Strand Spaces:
		     From Key Exchange Protocols
			  to Secure Location

			    Joshua Guttman
			     Vipin Swarup
			   F. Javier Thayer

			    The MITRE Corp.

Strand spaces are a special-purpose execution model for security
protocols, based on a Lamport-style causal partial ordering.
Behaviors of some principals, "regular principals," are assumed to
follow the rules of the protocol, while other, adversarial principals,
do whatever they like, constrained by cryptography and the secrets
they possess.  

The key notion is a possible global execution, or "bundle," namely a
causally well-founded directed acyclic graph, in which the nodes are
message transmissions or receptions.  The nodes may lie on any number
of regular or adversarial behaviors.  Every message reception must be
explained by some earlier transmission of the same message.  Causal
well-foundedness justifies a principle of induction for bundles, which
is the basis of powerful and reusable proof techniques.  Strand spaces
were intended to capture a minimal view of protocol behavior, leading
to conceptually spare and focused analysis techniques.
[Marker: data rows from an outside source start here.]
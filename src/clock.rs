use std::sync::atomic::{AtomicU64, Ordering};
use std::sync::Arc;
use std::time::{Duration, Instant};

/// Source of "now" for the game, in milliseconds since the clock's own epoch.
pub trait Clock {
    fn now_ms(&self) -> u64;
}

/// Monotonic wall clock anchored at construction time
#[derive(Debug, Clone, Copy)]
pub struct SystemClock {
    epoch: Instant,
}

impl SystemClock {
    pub fn new() -> Self {
        Self {
            epoch: Instant::now(),
        }
    }
}

impl Default for SystemClock {
    fn default() -> Self {
        Self::new()
    }
}

impl Clock for SystemClock {
    fn now_ms(&self) -> u64 {
        self.epoch.elapsed().as_millis() as u64
    }
}

/// Hand-driven clock for tests. Clones share the same time, so a test can keep a
/// handle while the game owns another.
#[derive(Debug, Clone, Default)]
pub struct ManualClock {
    now: Arc<AtomicU64>,
}

impl ManualClock {
    pub fn new(start_ms: u64) -> Self {
        Self {
            now: Arc::new(AtomicU64::new(start_ms)),
        }
    }

    pub fn advance(&self, by: Duration) {
        self.now.fetch_add(by.as_millis() as u64, Ordering::SeqCst);
    }

    pub fn advance_ms(&self, ms: u64) {
        self.now.fetch_add(ms, Ordering::SeqCst);
    }

    pub fn set_ms(&self, ms: u64) {
        self.now.store(ms, Ordering::SeqCst);
    }
}

impl Clock for ManualClock {
    fn now_ms(&self) -> u64 {
        self.now.load(Ordering::SeqCst)
    }
}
Secure location protocols combine cryptography with the physics of
message transmission.  The cryptographic operations authenticate the
principals and preserve confidentiality, while the physics of message
transmission constrain their possible locations.  We enrich the strand
space model by associating a space-time location with each node.  The
strands follow the world lines of principals.  Some bundles are
compatible with the physics of message transmission -- e.g. the
maximum message transmission speed -- while others are not.  An
assertion true in every bundle compatible with the physics is a valid
conclusion of a secure location protocol.

We will illustrate these ideas with some simple protocols.